Everywhere you turn there are
intelligent people thinking in crooked, deluded, unreasonable ways. Harvard-educated and Tea Party favorite Ted Cruz, Benghazi conspiracy theorists and global warming deniers, to name a few, are thinking
at the higher-levels of Bloom’s taxonomy (maybe with more analysis than synthesis). Like my favorite lyric in a song whose name I have long forgotten says, “thinking ain’t doing me no good, momma!”

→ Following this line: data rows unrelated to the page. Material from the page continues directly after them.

//! Test support: an in-memory [`RemoteOrderService`] double and a handful of fixture builders.
//!
//! Enable the `test_utils` feature to use these from integration tests or a downstream crate's test suite.

use std::sync::{
    atomic::{AtomicBool, AtomicU64, AtomicUsize, Ordering},
    Arc,
    Mutex,
};

use chrono::Utc;
use gss_common::Money;
use log::*;
use tokio::sync::mpsc;

use crate::{
    order_types::{LifecycleStatus, LineItem, Order, OrderId, OwnerId, RemoteOrderRecord},
    traits::{
        OwnerFilter,
        RemoteChange,
        RemoteChangeKind,
        RemoteOrderError,
        RemoteOrderService,
        SubscriptionHandle,
    },
};

/// Load `.env.test` and initialise the logger. Safe to call from every test.
pub fn init_test_logging() {
    dotenvy::from_filename(".env.test").ok();
    let _ = env_logger::try_init();
}

pub fn owner() -> OwnerId {
    OwnerId::new("u-1", "u-1@example.com")
}

/// A cached order fixture: two items, 49.99 total, created now.
pub fn test_order(id: &str, owner: &OwnerId, status: LifecycleStatus) -> Order {
    let now = Utc::now();
    Order {
        id: OrderId::from(id),
        owner: owner.clone(),
        created_at: now,
        updated_at: now,
        total: Money::from_cents(4999),
        item_count: 2,
        line_items: vec![
            LineItem::new("p-1", "Scented candle", Money::from_cents(2999), 1),
            LineItem::new("p-2", "Gift wrap", Money::from_cents(2000), 1),
        ],
        shipping_address: None,
        lifecycle_status: status,
        tracking_reference: None,
    }
}

/// A well-formed remote row fixture matching [`test_order`], with the status given as the raw wire string.
pub fn test_record(id: &str, owner: &OwnerId, status: &str) -> RemoteOrderRecord {
    let now = Utc::now();
    RemoteOrderRecord {
        id: Some(id.to_string()),
        owner_key: Some(owner.key.clone()),
        owner_email: Some(owner.email.clone()),
        total: Some(Money::from_cents(4999)),
        item_count: Some(2),
        lifecycle_status: Some(status.to_string()),
        created_at: Some(now),
        updated_at: Some(now),
        ..Default::default()
    }
}

//--------------------------------------    MemoryRemote    ----------------------------------------------------------

const SUBSCRIPTION_CHANNEL_CAPACITY: usize = 32;

struct Subscriber {
    handle: SubscriptionHandle,
    owner_key: String,
    sender: mpsc::Sender<RemoteChange>,
}

#[derive(Default)]
struct Inner {
    rows: Mutex<Vec<RemoteOrderRecord>>,
    subscribers: Mutex<Vec<Subscriber>>,
    next_handle: AtomicU64,
    fail_all_queries: AtomicBool,
    fail_key_queries: AtomicBool,
    fail_inserts: AtomicBool,
    fail_subscribe: AtomicBool,
    query_count: AtomicUsize,
    insert_count: AtomicUsize,
}

/// An in-memory stand-in for the remote order store, with switchable failure modes so tests can exercise every
/// degraded path. Push events are simulated with [`MemoryRemote::push_update`].
#[derive(Clone, Default)]
pub struct MemoryRemote {
    inner: Arc<Inner>,
}

impl MemoryRemote {
    pub fn new() -> Self {
        Self::default()
    }

    /// Replace the store's contents with the given rows.
    pub fn seed(&self, rows: Vec<RemoteOrderRecord>) {
        *self.inner.rows.lock().unwrap() = rows;
    }

    pub fn rows(&self) -> Vec<RemoteOrderRecord> {
        self.inner.rows.lock().unwrap().clone()
    }

    /// Every query fails with `Unavailable` (server down).
    pub fn set_fail_all_queries(&self, fail: bool) {
        self.inner.fail_all_queries.store(fail, Ordering::SeqCst);
    }

    /// Key-filtered queries fail with `PermissionDenied`; email-filtered queries still succeed.
    pub fn set_fail_key_queries(&self, fail: bool) {
        self.inner.fail_key_queries.store(fail, Ordering::SeqCst);
    }

    pub fn set_fail_inserts(&self, fail: bool) {
        self.inner.fail_inserts.store(fail, Ordering::SeqCst);
    }

    pub fn set_fail_subscribe(&self, fail: bool) {
        self.inner.fail_subscribe.store(fail, Ordering::SeqCst);
    }

    pub fn query_count(&self) -> usize {
        self.inner.query_count.load(Ordering::SeqCst)
    }

    pub fn insert_count(&self) -> usize {
        self.inner.insert_count.load(Ordering::SeqCst)
    }

    /// Store the row and deliver it as a push event to every subscriber watching its owner.
    pub async fn push_update(&self, record: RemoteOrderRecord) {
        let kind = if self.upsert_row(record.clone()) { RemoteChangeKind::Updated } else { RemoteChangeKind::Inserted };
        let senders: Vec<mpsc::Sender<RemoteChange>> = {
            let subscribers = self.inner.subscribers.lock().unwrap();
            subscribers
                .iter()
                .filter(|s| Some(s.owner_key.as_str()) == record.owner_key.as_deref())
                .map(|s| s.sender.clone())
                .collect()
        };
        for sender in senders {
            if sender.send(RemoteChange { kind, record: record.clone() }).await.is_err() {
                debug!("🚀️ A subscriber dropped its receiver; event not delivered");
            }
        }
    }

    /// Returns true if an existing row was replaced.
    fn upsert_row(&self, record: RemoteOrderRecord) -> bool {
        let mut rows = self.inner.rows.lock().unwrap();
        match rows.iter_mut().find(|r| r.id == record.id) {
            Some(row) => {
                *row = record;
                true
            },
            None => {
                rows.push(record);
                false
            },
        }
    }
}

impl RemoteOrderService for MemoryRemote {
    async fn query(&self, filter: OwnerFilter) -> Result<Vec<RemoteOrderRecord>, RemoteOrderError> {
        self.inner.query_count.fetch_add(1, Ordering::SeqCst);
        if self.inner.fail_all_queries.load(Ordering::SeqCst) {
            return Err(RemoteOrderError::Unavailable("simulated outage".to_string()));
        }
        if matches!(filter, OwnerFilter::Key(_)) && self.inner.fail_key_queries.load(Ordering::SeqCst) {
            return Err(RemoteOrderError::PermissionDenied(format!("simulated refusal for {filter}")));
        }
        let rows = self.inner.rows.lock().unwrap();
        let matching = rows
            .iter()
            .filter(|r| match &filter {
                OwnerFilter::Key(key) => r.owner_key.as_deref() == Some(key.as_str()),
                OwnerFilter::Email(email) => r.owner_email.as_deref() == Some(email.as_str()),
            })
            .cloned()
            .collect();
        Ok(matching)
    }

    async fn insert(&self, record: RemoteOrderRecord) -> Result<RemoteOrderRecord, RemoteOrderError> {
        self.inner.insert_count.fetch_add(1, Ordering::SeqCst);
        if self.inner.fail_inserts.load(Ordering::SeqCst) {
            return Err(RemoteOrderError::Unavailable("simulated outage".to_string()));
        }
        self.upsert_row(record.clone());
        Ok(record)
    }

    async fn update(&self, record: RemoteOrderRecord) -> Result<RemoteOrderRecord, RemoteOrderError> {
        let replaced = self.upsert_row(record.clone());
        if !replaced {
            let id = OrderId::from(record.id.as_deref().unwrap_or("<missing>"));
            return Err(RemoteOrderError::RecordRejected(id, "no such row".to_string()));
        }
        Ok(record)
    }

    async fn subscribe(
        &self,
        owner: &OwnerId,
    ) -> Result<(SubscriptionHandle, mpsc::Receiver<RemoteChange>), RemoteOrderError> {
        if self.inner.fail_subscribe.load(Ordering::SeqCst) {
            return Err(RemoteOrderError::PermissionDenied("simulated subscribe refusal".to_string()));
        }
        let handle = SubscriptionHandle(self.inner.next_handle.fetch_add(1, Ordering::SeqCst));
        let (sender, receiver) = mpsc::channel(SUBSCRIPTION_CHANNEL_CAPACITY);
        self.inner.subscribers.lock().unwrap().push(Subscriber { handle, owner_key: owner.key.clone(), sender });
        debug!("🚀️ Subscription {handle} opened for {owner}");
        Ok((handle, receiver))
    }

    async fn unsubscribe(&self, handle: SubscriptionHandle) {
        let mut subscribers = self.inner.subscribers.lock().unwrap();
        let before = subscribers.len();
        subscribers.retain(|s| s.handle != handle);
        if subscribers.len() == before {
            debug!("🚀️ unsubscribe({handle}) matched no active subscription");
        }
    }
}
//! Interface contracts for the engine's external collaborators.
//!
//! The remote order service is the authoritative store for orders. The engine never assumes anything about how it is
//! implemented; everything it needs is captured by the [`RemoteOrderService`] trait. The in-memory test double in
//! `test_utils` and any production backend both implement this trait.

mod remote_order_service;

pub use remote_order_service::{
    OwnerFilter,
    RemoteChange,
    RemoteChangeKind,
    RemoteOrderError,
    RemoteOrderService,
    SubscriptionHandle,
};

Clearly intelligence and thinking skills are not always on the same track as reasoning. Smart people can hold completely unreasonable positions. Thinking rests on very shaky cognitive ground. Thoughts are mostly fictional and habitual, heavily influenced by our subconscious minds. Thinking is a way of imagining, intertwined with fantasies and stories about the past and future. Memory is at best a crude version of experience. Attention is fragile and, as any magician will tell you, easily manipulated. The whole thinking process, as most non-Western religions will tell you, is a fragile distortion of reality.
Children are prone to imaginative, creative reasoning that doesn’t conform to empirical experience. There are plenty of hilarious videos on YouTube of kids employing very reasoned but non-sensible logic. The foundation for reasoning starts long before a child acquires language and verbal thinking skills. But this natural, often incessant, process takes years to develop. Clearly thinking and reasoning are baked into children’s DNA just like language.
A single attempt at meditating, yoga or mindfulness quickly exposes our thinking as a swamp of snap judgments, wandering thoughts, random memories and repetitive notions. One of my favorite books is David McRaney’s You Are Not So Smart, which exposes the scores of ways the thinking constantly runs off track. Just perusing the Web involves confirmation biases and motivated reasoning. Kids are prone to the same type of thinking biases, shortcuts and outright delusions that cloud adult thinking…but more so as they lack experiences, knowledge and strategies that tend to temper adult thinking.
We may teach thinking skills hoping that cold hard rational thinking will constrain our wandering emotional minds. But this is a silly, outdated idea as 99% of our thinking is grounded in subconscious processes outside of rational control. As the brilliant neuropsychologist Antonio Damasio points out thinking is really a way of conceptualizing feelings, body states and is at best an imaginative process. Thought is at the service of emotions, not the other way around.
book is a short lesson on thinking biases that lend themselves to oral and written conversations about thinking. Behavioral issues, recess fights and cafeteria melodramas should wane but use these situations to explore the roots of kids’ biases.
The other curriculum for straightening out thinking skills is cognitive behavioral therapy. The twelve types of cognitive distortions (which all have emotional roots) can be explored directly, as a behavioral development program or through literature.
What child doesn’t need to understand that he is making a mountain out of a mole hill when his friend tells him he that he looks funny? What student wouldn’t benefit from understanding that having a bad hair day isn’t catastrophic? How often do your students engage in black or white thinking or take things too personally? Paul Tough’s book How Children Succeed discusses teaching CBT in schools.
What child (or adult) wouldn’t benefit from this type of instruction! Wouldn’t this be more relevant and beneficial to a child’s cognitive and
emotional growth than trying to teach Bloom’s taxonomy?